На автоответчике было три сообщения: два от Паулы (она сообщила сначала, что после занятий поедет к Бригитте готовиться к экзамену, а потом позвонила сообщить, что останется у нее на ночь) и одно от Свена — сын, как обычно, отправился после школы поиграть в теннис на большом корте, куда Фридхолм купил абонемент на весь год, выложив немалую, по его мнению, сумму.

Почему никто из домашних не уведомил его о своих планах, позвонив на мобильный? Он ведь мог и не вернуться так рано! Да, но тогда разве стал бы он беспокоиться о том, что ни жены, ни детей нет дома? Все верно, все правильно, но почему у него испортилось настроение? Потому, что придется, похоже, провести вечер в одиночестве или…

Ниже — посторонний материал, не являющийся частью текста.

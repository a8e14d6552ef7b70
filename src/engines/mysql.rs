//! MySQL-family dumps (MySQL and MariaDB)
//!
//! A dump is three exec steps: probe which client tools the image ships,
//! list the user databases, then dump them all into one stream.

use super::{EngineError, EngineKind};
use crate::config::parse_flag;
use crate::utils::ExecCommand;
use std::collections::HashMap;

/// Schemas that belong to the server itself and are never dumped
pub const SYSTEM_SCHEMAS: [&str; 4] = ["information_schema", "performance_schema", "mysql", "sys"];

const PASSWORD_ENV: &str = "MYSQL_PWD";

const LOOKED_FOR: &str = "MARIADB_ROOT_PASSWORD, MYSQL_ROOT_PASSWORD, \
                          MARIADB_USER/MARIADB_PASSWORD, MYSQL_USER/MYSQL_PASSWORD";

/// User and password to connect with
#[derive(Debug, Clone, PartialEq, Eq)]
pub struct MySqlCredentials {
    pub user: String,
    /// `None` when the image allows an empty root password
    pub password: Option<String>,
}

#[derive(Debug, Clone, PartialEq, Eq)]
pub struct MySqlParams {
    /// `None` when the environment declares no usable credentials
    pub credentials: Option<MySqlCredentials>,
}

impl MySqlParams {
    /// Root passwords win over application users; MariaDB names win over
    /// MySQL names.
    pub fn from_env(env: &HashMap<String, String>) -> Self {
        let get = |key: &str| env.get(key).filter(|v| !v.is_empty()).cloned();

        let root = get("MARIADB_ROOT_PASSWORD").or_else(|| get("MYSQL_ROOT_PASSWORD"));
        let credentials = if let Some(password) = root {
            Some(MySqlCredentials {
                user: "root".to_string(),
                password: Some(password),
            })
        } else if let (Some(user), Some(password)) = (get("MARIADB_USER"), get("MARIADB_PASSWORD")) {
            Some(MySqlCredentials {
                user,
                password: Some(password),
            })
        } else if let (Some(user), Some(password)) = (get("MYSQL_USER"), get("MYSQL_PASSWORD")) {
            Some(MySqlCredentials {
                user,
                password: Some(password),
            })
        } else if allows_empty_root_password(env) {
            Some(MySqlCredentials {
                user: "root".to_string(),
                password: None,
            })
        } else {
            None
        };

        Self { credentials }
    }

    /// Credentials, or the planning error for a container that has none
    pub fn require_credentials(&self, kind: EngineKind) -> Result<&MySqlCredentials, EngineError> {
        self.credentials
            .as_ref()
            .ok_or_else(|| EngineError::MissingCredentials {
                engine: kind,
                looked_for: LOOKED_FOR.to_string(),
            })
    }
}

fn allows_empty_root_password(env: &HashMap<String, String>) -> bool {
    ["MARIADB_ALLOW_EMPTY_ROOT_PASSWORD", "MYSQL_ALLOW_EMPTY_PASSWORD"]
        .iter()
        .filter_map(|key| env.get(*key))
        .any(|value| parse_flag(value))
}

/// Client programs used for one container
#[derive(Debug, Clone, Copy, PartialEq, Eq)]
pub struct MySqlTools {
    pub client: &'static str,
    pub dump: &'static str,
}

pub const MARIADB_TOOLS: MySqlTools = MySqlTools {
    client: "mariadb",
    dump: "mariadb-dump",
};

pub const MYSQL_TOOLS: MySqlTools = MySqlTools {
    client: "mysql",
    dump: "mysqldump",
};

/// Recent MariaDB images drop the `mysql*` compatibility names
pub fn probe_command() -> ExecCommand {
    ExecCommand::new(["which", MARIADB_TOOLS.dump])
}

pub fn tools_for(mariadb_tools_present: bool) -> MySqlTools {
    if mariadb_tools_present {
        MARIADB_TOOLS
    } else {
        MYSQL_TOOLS
    }
}

fn with_password(command: ExecCommand, credentials: &MySqlCredentials) -> ExecCommand {
    match &credentials.password {
        Some(password) => command.with_env(PASSWORD_ENV, password),
        None => command,
    }
}

pub fn list_databases_command(tools: MySqlTools, credentials: &MySqlCredentials) -> ExecCommand {
    let command = ExecCommand::new([
        tools.client.to_string(),
        format!("--user={}", credentials.user),
        "--batch".to_string(),
        "--skip-column-names".to_string(),
        "--execute".to_string(),
        "SHOW DATABASES".to_string(),
    ]);
    with_password(command, credentials)
}

/// User databases from `SHOW DATABASES` output, system schemas removed
pub fn parse_database_list(output: &str) -> Vec<String> {
    output
        .lines()
        .map(str::trim)
        .filter(|name| !name.is_empty())
        .filter(|name| !SYSTEM_SCHEMAS.iter().any(|s| s.eq_ignore_ascii_case(name)))
        .map(String::from)
        .collect()
}

/// One consistent dump of every listed database, with routines and triggers
pub fn dump_command(
    tools: MySqlTools,
    credentials: &MySqlCredentials,
    databases: &[String],
) -> ExecCommand {
    let mut argv = vec![
        tools.dump.to_string(),
        format!("--user={}", credentials.user),
        "--single-transaction".to_string(),
        "--routines".to_string(),
        "--triggers".to_string(),
        "--databases".to_string(),
        "--".to_string(),
    ];
    argv.extend(databases.iter().cloned());
    with_password(ExecCommand::new(argv), credentials)
}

Он повесил костюм в шкаф, аккуратно, чтобы не пришлось потом выслушивать нотацию от Ингрид, любившей порядок в каждой мелочи, и прошел в ванную. Когда Фридхолм вернулся в кухню, чайник уже начал остывать, и пришлось налить в него новую воду. Поставив, наконец, перед собой большую чашку кофе и достав из холодильника вчерашнюю мясную запеканку, Фридхолм сделал то, что обдумывал уже третий час: позвонил в оперу и попросил к телефону заведующего реквизитом Альберта Форде. Майор помнил этого человека по вчерашним допросам: спокойный старичок лет семидесяти, крепкий на вид, но, как успел сообщить сержант Бак, пообщавшийся с молодой секретаршей из отдела кадров, Форде страдал неизлечимой болезнью суставов, причинявшей порой невыносимые страдания. А по виду не скажешь. Значит, сильный человек, умеющий держать себя в руках — в том числе и с полицией. Захочет — скажет то, что нужно, не захочет — скроет. Хотя — зачем?